__Task requirements__:
Looking through the entries, count each line where the string "released" occurs, and write only the total.

···

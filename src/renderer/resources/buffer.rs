use std::sync::{Arc, PoisonError};
use ash::vk;
use bytemuck::Pod;
use color_eyre::eyre::{eyre, OptionExt};
use color_eyre::Result;
use gpu_allocator::vulkan::{Allocation, AllocationCreateDesc, AllocationScheme};
use gpu_allocator::MemoryLocation;
use crate::renderer::resources::{release_once, MemoryAllocator};

/// Host-visible buffer the CPU writes into directly, e.g. per-frame uniforms
pub struct GpuBuffer {
    pub buffer: vk::Buffer,
    pub size: u64,

    memory: Option<BufferMemory>,
}

struct BufferMemory {
    allocation: Allocation,
    allocator: MemoryAllocator,
    device: Arc<ash::Device>,
}

impl GpuBuffer {
    pub fn new(
        size: u64,
        usage: vk::BufferUsageFlags,
        name: &str,
        allocator: MemoryAllocator,
        device: Arc<ash::Device>,
    ) -> Result<Self> {
        let buffer = {
            let buffer_info = vk::BufferCreateInfo::default()
                .size(size)
                .usage(usage)
                .sharing_mode(vk::SharingMode::EXCLUSIVE);
            unsafe { device.create_buffer(&buffer_info, None)? }
        };

        let requirements = unsafe { device.get_buffer_memory_requirements(buffer) };
        let allocation = allocator
            .lock()
            .map_err(|e| eyre!(e.to_string()))?
            .allocate(&AllocationCreateDesc {
                name,
                requirements,
                location: MemoryLocation::CpuToGpu,
                linear: true,
                allocation_scheme: AllocationScheme::DedicatedBuffer(buffer),
            });
        let allocation = match allocation {
            Ok(allocation) => allocation,
            Err(err) => {
                unsafe { device.destroy_buffer(buffer, None) };
                return Err(err.into());
            }
        };

        let (memory, offset) = unsafe { (allocation.memory(), allocation.offset()) };
        let bind_device = device.clone();

        // Dropped on a failed bind, which frees the memory and the buffer
        let gpu_buffer = Self {
            buffer,
            size,
            memory: Some(BufferMemory {
                allocation,
                allocator,
                device,
            }),
        };
        unsafe {
            bind_device.bind_buffer_memory(buffer, memory, offset)?;
        }

        Ok(gpu_buffer)
    }

    /// Copies `data` into the mapped memory starting at byte `offset`
    pub fn write<T: Pod>(&mut self, data: &[T], offset: usize) -> Result<()> {
        let bytes: &[u8] = bytemuck::cast_slice(data);
        let memory = self.memory
            .as_mut()
            .ok_or_eyre("Cannot write to a destroyed buffer")?;
        let mapped = memory.allocation
            .mapped_slice_mut()
            .ok_or_eyre("Buffer memory is not host visible")?;

        let range = write_range(offset, bytes.len(), mapped.len())?;
        mapped[range].copy_from_slice(bytes);
        Ok(())
    }

    pub fn destroy(&mut self) -> bool {
        let buffer = self.buffer;
        let released = release_once(&mut self.memory, "Buffer", |memory| {
            let freed = memory.allocator
                .lock()
                .unwrap_or_else(PoisonError::into_inner)
                .free(memory.allocation);
            if let Err(err) = freed {
                log::error!("Failed to free buffer memory: {}", err);
            }
            unsafe {
                memory.device.destroy_buffer(buffer, None);
            }
        });
        self.buffer = vk::Buffer::null();
        released
    }
}

impl Drop for GpuBuffer {
    fn drop(&mut self) {
        if self.memory.is_some() {
            self.destroy();
        }
    }
}

/// Byte range a write of `len` bytes at `offset` covers, if it fits in `capacity`
fn write_range(offset: usize, len: usize, capacity: usize) -> Result<std::ops::Range<usize>> {
    match offset.checked_add(len) {
        Some(end) if end <= capacity => Ok(offset..end),
        _ => Err(eyre!(
            "Write of {} bytes at offset {} exceeds buffer size {}",
            len,
            offset,
            capacity,
        )),
    }
}

#[cfg(test)]
mod tests {
    use super::*;

    #[test]
    fn writes_must_fit() {
        assert_eq!(write_range(0, 64, 64).unwrap(), 0..64);
        assert_eq!(write_range(16, 16, 64).unwrap(), 16..32);
        assert!(write_range(60, 8, 64).is_err());
        assert!(write_range(usize::MAX, 2, 64).is_err());
    }
}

···

__Answer for the task__:
2